Is this a decent wand for my 3000 psi machine?
http://item.mobileweb.ebay.com/viewitem?sbk=1&nav=SEARCH&itemId=281146008279


----------



## Jmayspaint (Mar 26, 2013)

I like them fine. 

I've got a 36" like that one, and a 6 foot one of the same type. 

I use the 36" all the time.


----------



## PressurePros (May 6, 2007)

Its cheap but some things that would affect me:

Trigger gun is a step above consumer grade. It has a smallish outlet at 1/4". That could cause issues when downstreaming through long lengths of hose. It also leaks fairly quickly. Keep in mind I need a gun to handle 5-6 hrs per day of spray time x 6 days per week. It is just not a durable gun for medium-heavy duty.

The lance is chrome plated steel. That chrome peels quickly and the steel rusts. Its not a performance or longevity issue, it just looks and feels like crap. 

My feeling is this.. pros need tools they can rely on. For $60 delivered to your door, you can buy one good high flow gun, stainless lance and stainless quick couplers that will last for years without issue. 

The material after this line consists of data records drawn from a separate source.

impl AppConfig {
    pub fn load(options: LoadOptions) -> Result<Self, ConfigError> {
        let mut config = Self::default();
        let maybe_path = resolve_config_path(options.config_path.as_deref());

        if let Some(path) = maybe_path {
            let patch = read_patch(&path)?;
            config.apply_patch(patch);
        } else if options.require_file {
            let expected = options.config_path.unwrap_or_else(|| PathBuf::from("haggle.toml"));
            return Err(ConfigError::MissingConfigFile(expected));
        }

        config.apply_env_overrides()?;
        config.apply_overrides(options.overrides);
        config.validate()?;

        Ok(config)
    }

    fn apply_patch(&mut self, patch: ConfigPatch) {
        if let Some(sentiment) = patch.sentiment {
            if let Some(base_url) = sentiment.base_url {
                self.sentiment.base_url = Some(base_url);
            }
            if let Some(sentiment_api_key_value) = sentiment.api_key {
                self.sentiment.api_key = Some(secret_value(sentiment_api_key_value));
            }
            if let Some(timeout_secs) = sentiment.timeout_secs {
                self.sentiment.timeout_secs = timeout_secs;
            }
        }

        if let Some(llm) = patch.llm {
            if let Some(provider) = llm.provider {
                self.llm.provider = provider;
            }
            if let Some(llm_api_key_value) = llm.api_key {
                self.llm.api_key = Some(secret_value(llm_api_key_value));
            }
            if let Some(base_url) = llm.base_url {
                self.llm.base_url = Some(base_url);
            }
            if let Some(model) = llm.model {
                self.llm.model = model;
            }
            if let Some(timeout_secs) = llm.timeout_secs {
                self.llm.timeout_secs = timeout_secs;
            }
            if let Some(max_retries) = llm.max_retries {
                self.llm.max_retries = max_retries;
            }
        }

        if let Some(formatter) = patch.formatter {
            if let Some(mode) = formatter.mode {
                self.formatter.mode = mode;
            }
        }

        if let Some(server) = patch.server {
            if let Some(bind_address) = server.bind_address {
                self.server.bind_address = bind_address;
            }
            if let Some(port) = server.port {
                self.server.port = port;
            }
            if let Some(health_check_port) = server.health_check_port {
                self.server.health_check_port = health_check_port;
            }
            if let Some(graceful_shutdown_secs) = server.graceful_shutdown_secs {
                self.server.graceful_shutdown_secs = graceful_shutdown_secs;
            }
        }

        if let Some(logging) = patch.logging {
            if let Some(level) = logging.level {
                self.logging.level = level;
            }
            if let Some(format) = logging.format {
                self.logging.format = format;
            }
        }
    }

    fn apply_env_overrides(&mut self) -> Result<(), ConfigError> {
        if let Some(value) = read_env("HAGGLE_SENTIMENT_BASE_URL") {
            self.sentiment.base_url = Some(value);
        }
        if let Some(value) = read_env("HAGGLE_SENTIMENT_API_KEY") {
            self.sentiment.api_key = Some(secret_value(value));
        }
        if let Some(value) = read_env("HAGGLE_SENTIMENT_TIMEOUT_SECS") {
            self.sentiment.timeout_secs = parse_u64("HAGGLE_SENTIMENT_TIMEOUT_SECS", &value)?;
        }

        if let Some(value) = read_env("HAGGLE_LLM_PROVIDER") {
            self.llm.provider = value.parse()?;
        }
        if let Some(value) = read_env("HAGGLE_LLM_API_KEY") {
            self.llm.api_key = Some(secret_value(value));
        }
        if let Some(value) = read_env("HAGGLE_LLM_BASE_URL") {
            self.llm.base_url = Some(value);
        }
        if let Some(value) = read_env("HAGGLE_LLM_MODEL") {
            self.llm.model = value;
        }
        if let Some(value) = read_env("HAGGLE_LLM_TIMEOUT_SECS") {
            self.llm.timeout_secs = parse_u64("HAGGLE_LLM_TIMEOUT_SECS", &value)?;
        }
        if let Some(value) = read_env("HAGGLE_LLM_MAX_RETRIES") {
            self.llm.max_retries = parse_u32("HAGGLE_LLM_MAX_RETRIES", &value)?;
        }

        if let Some(value) = read_env("HAGGLE_FORMATTER_MODE") {
            self.formatter.mode = value.parse()?;
        }

        if let Some(value) = read_env("HAGGLE_SERVER_BIND_ADDRESS") {
            self.server.bind_address = value;
        }
        if let Some(value) = read_env("HAGGLE_SERVER_PORT") {
            self.server.port = parse_u16("HAGGLE_SERVER_PORT", &value)?;
        }
        if let Some(value) = read_env("HAGGLE_SERVER_HEALTH_CHECK_PORT") {
            self.server.health_check_port = parse_u16("HAGGLE_SERVER_HEALTH_CHECK_PORT", &value)?;
        }
        if let Some(value) = read_env("HAGGLE_SERVER_GRACEFUL_SHUTDOWN_SECS") {
            self.server.graceful_shutdown_secs =
                parse_u64("HAGGLE_SERVER_GRACEFUL_SHUTDOWN_SECS", &value)?;
        }

        let log_level = read_env("HAGGLE_LOGGING_LEVEL").or_else(|| read_env("HAGGLE_LOG_LEVEL"));
        if let Some(value) = log_level {
            self.logging.level = value;
        }
        let log_format =
            read_env("HAGGLE_LOGGING_FORMAT").or_else(|| read_env("HAGGLE_LOG_FORMAT"));
        if let Some(value) = log_format {
            self.logging.format = value.parse()?;
        }

        Ok(())
    }

    fn apply_overrides(&mut self, overrides: ConfigOverrides) {
        if let Some(log_level) = overrides.log_level {
            self.logging.level = log_level;
        }
        if let Some(llm_provider) = overrides.llm_provider {
            self.llm.provider = llm_provider;
        }
        if let Some(llm_model) = overrides.llm_model {
            self.llm.model = llm_model;
        }
        if let Some(formatter_mode) = overrides.formatter_mode {
            self.formatter.mode = formatter_mode;
        }
        if let Some(sentiment_base_url) = overrides.sentiment_base_url {
            self.sentiment.base_url = Some(sentiment_base_url);
        }
    }

    pub fn validate(&self) -> Result<(), ConfigError> {
        validate_sentiment(&self.sentiment)?;
        validate_llm(&self.llm, self.formatter.mode)?;
        validate_server(&self.server)?;
        validate_logging(&self.logging)?;
        Ok(())
    }
}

If you go for that one, make sure the coupler at the end matches the way you are plumbed. I have female QC at my gun. That pic shows a male.


----------



## Bender (Aug 10, 2008)

Thanks Ken. Can you give me a link? I called my local Hotsy distributer because I like to keep my money local but he quoted me $140.00! Pfft


----------



## mudbone (Dec 26, 2011)

Yes I was getting ready to add that theres nothing magical about it.


----------



## PressurePros (May 6, 2007)

Bender said:


> Thanks Ken. Can you give me a link? I called my local Hotsy distributer because I like to keep my money local but he quoted me $140.00! Pfft



*For your needs: *
http://www.pressuretek.com/ygpatrgun.html (upgraded gun.. there are cheaper ones that are decent too)
http://www.pressuretek.com/36ststla.html
http://www.pressuretek.com/1fptimco.html

You'll also need a coupler for the bottom of the gun. Which one will be dependent on how your hose is plumbed. Pick either male of female with 3/8" MPT http://www.pressuretek.com/bustcopl.html

Put it all together with plumbers tape. Should take 3-5 minutes and it will serve you for years.


----------